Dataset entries
- - - - -

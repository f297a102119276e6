use thiserror::Error;

/// The coarse classification shared by every error this crate produces. Callers which only care about *why* a buffer
/// or value could not be processed can match on this instead of the detailed enums.
#[derive(Debug, Clone, Copy, PartialEq, Eq, Hash)]
pub enum ErrorKind {
    /// A string is not valid UTF-8
    InvalidEncoding,
    /// The input ended before the value was complete
    UnexpectedData,
    /// A length or count does not fit into the largest length field
    DataTooLarge,
    /// A lead byte or value has no representation on the other side
    UnsupportedValue,
    /// Bytes remained after the value when none were allowed
    TrailingData,
    /// The underlying writer failed
    Io,
}

/// A `DecodeError` together with the input position at which it occurred.
#[derive(Debug, PartialEq, Error)]
#[error("{inner} at input position {at}")]
pub struct DecoderError {
    #[source]
    inner: DecodeError,
    at: usize,
}

impl DecoderError {
    pub fn into_inner(self) -> DecodeError {
        self.inner
    }

    pub fn inner(&self) -> &DecodeError {
        &self.inner
    }

    /// The offset into the input buffer where decoding stopped
    pub fn position(&self) -> usize {
        self.at
    }

    pub fn kind(&self) -> ErrorKind {
        self.inner.kind()
    }
}

#[derive(Debug, PartialEq, Error)]
pub enum DecodeError {
    #[error("Unexpected end of buffer while decoding")]
    Eof,
    #[error("Declared {count} entries but only {remaining} bytes remain")]
    Implausible { count: usize, remaining: usize },
    #[error("String slice was not valid Utf-8: {0}")]
    Utf8(#[from] std::str::Utf8Error),
    #[error("Lead byte {0:#04x} is reserved or an extension type")]
    UnsupportedTag(u8),
    #[error("A value of type {0} cannot be used as a map key")]
    IllegalKey(&'static str),
    #[error("Length {0} exceeds maximum {max}", max = usize::MAX)]
    Length(u64),
    #[error("{0} trailing bytes after the value")]
    Trailing(usize),
    #[error("Containers are nested deeper than {0} levels")]
    Depth(usize),
    #[error("An allocation failed")]
    Allocation,
}

impl DecodeError {
    pub fn at(self, at: usize) -> DecoderError {
        DecoderError { inner: self, at }
    }

    pub fn kind(&self) -> ErrorKind {
        match self {
            DecodeError::Eof | DecodeError::Implausible { .. } => ErrorKind::UnexpectedData,
            DecodeError::Utf8(_) => ErrorKind::InvalidEncoding,
            DecodeError::UnsupportedTag(_) | DecodeError::IllegalKey(_) => ErrorKind::UnsupportedValue,
            DecodeError::Length(_)
                | DecodeError::Depth(_)
                | DecodeError::Allocation => ErrorKind::DataTooLarge,
            DecodeError::Trailing(_) => ErrorKind::TrailingData,
        }
    }
}

impl From<std::collections::TryReserveError> for DecodeError {
    fn from(_e: std::collections::TryReserveError) -> DecodeError {
        DecodeError::Allocation
    }
}

#[derive(Debug, Error)]
pub enum EncodeError {
    #[error("IO error {0}")]
    Io(#[from] std::io::Error),
    #[error("Length {0} exceeds maximum {max}", max = u32::MAX)]
    Length(usize),
    #[error("A value of type {0} cannot be used as a map key")]
    IllegalKey(&'static str),
}

impl EncodeError {
    pub fn kind(&self) -> ErrorKind {
        match self {
            EncodeError::Io(_) => ErrorKind::Io,
            EncodeError::Length(_) => ErrorKind::DataTooLarge,
            EncodeError::IllegalKey(_) => ErrorKind::UnsupportedValue,
        }
    }
}

#[cfg(test)]
mod tests {
    use super::{DecodeError, EncodeError, ErrorKind};

    #[test]
    fn kinds() {
        assert_eq!(ErrorKind::UnexpectedData, DecodeError::Eof.kind());
        assert_eq!(ErrorKind::UnexpectedData, DecodeError::Implausible { count: 10, remaining: 2 }.kind());
        assert_eq!(ErrorKind::UnsupportedValue, DecodeError::UnsupportedTag(0xc1).kind());
        assert_eq!(ErrorKind::UnsupportedValue, DecodeError::IllegalKey("array").kind());
        assert_eq!(ErrorKind::TrailingData, DecodeError::Trailing(3).kind());
        assert_eq!(ErrorKind::DataTooLarge, DecodeError::Depth(512).kind());
        assert_eq!(ErrorKind::DataTooLarge, EncodeError::Length(usize::MAX).kind());
        assert_eq!(ErrorKind::UnsupportedValue, EncodeError::IllegalKey("nil").kind());
    }

    #[test]
    fn position_in_message() {
        let err = DecodeError::UnsupportedTag(0xc1).at(4);
        assert_eq!(4, err.position());
        assert_eq!("Lead byte 0xc1 is reserved or an extension type at input position 4", err.to_string());
    }
}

- - - - -

### PROMPT
Give back exactly the lines above starting at the line where "DecodeError::Eof | DecodeError::Implausible" appears and ending at the line where "10, remaining: 2" appears, both included, with no other lines.

### SOLUTION TO THIS PROBLEM
            DecodeError::Eof | DecodeError::Implausible { .. } => ErrorKind::UnexpectedData,
            DecodeError::Utf8(_) => ErrorKind::InvalidEncoding,
            DecodeError::UnsupportedTag(_) | DecodeError::IllegalKey(_) => ErrorKind::UnsupportedValue,
            DecodeError::Length(_)
                | DecodeError::Depth(_)
                | DecodeError::Allocation => ErrorKind::DataTooLarge,
            DecodeError::Trailing(_) => ErrorKind::TrailingData,
        }
    }
}

impl From<std::collections::TryReserveError> for DecodeError {
    fn from(_e: std::collections::TryReserveError) -> DecodeError {
        DecodeError::Allocation
    }
}

#[derive(Debug, Error)]
pub enum EncodeError {
    #[error("IO error {0}")]
    Io(#[from] std::io::Error),
    #[error("Length {0} exceeds maximum {max}", max = u32::MAX)]
    Length(usize),
    #[error("A value of type {0} cannot be used as a map key")]
    IllegalKey(&'static str),
}

impl EncodeError {
    pub fn kind(&self) -> ErrorKind {
        match self {
            EncodeError::Io(_) => ErrorKind::Io,
            EncodeError::Length(_) => ErrorKind::DataTooLarge,
            EncodeError::IllegalKey(_) => ErrorKind::UnsupportedValue,
        }
    }
}

#[cfg(test)]
mod tests {
    use super::{DecodeError, EncodeError, ErrorKind};

    #[test]
    fn kinds() {
        assert_eq!(ErrorKind::UnexpectedData, DecodeError::Eof.kind());
        assert_eq!(ErrorKind::UnexpectedData, DecodeError::Implausible { count: 10, remaining: 2 }.kind());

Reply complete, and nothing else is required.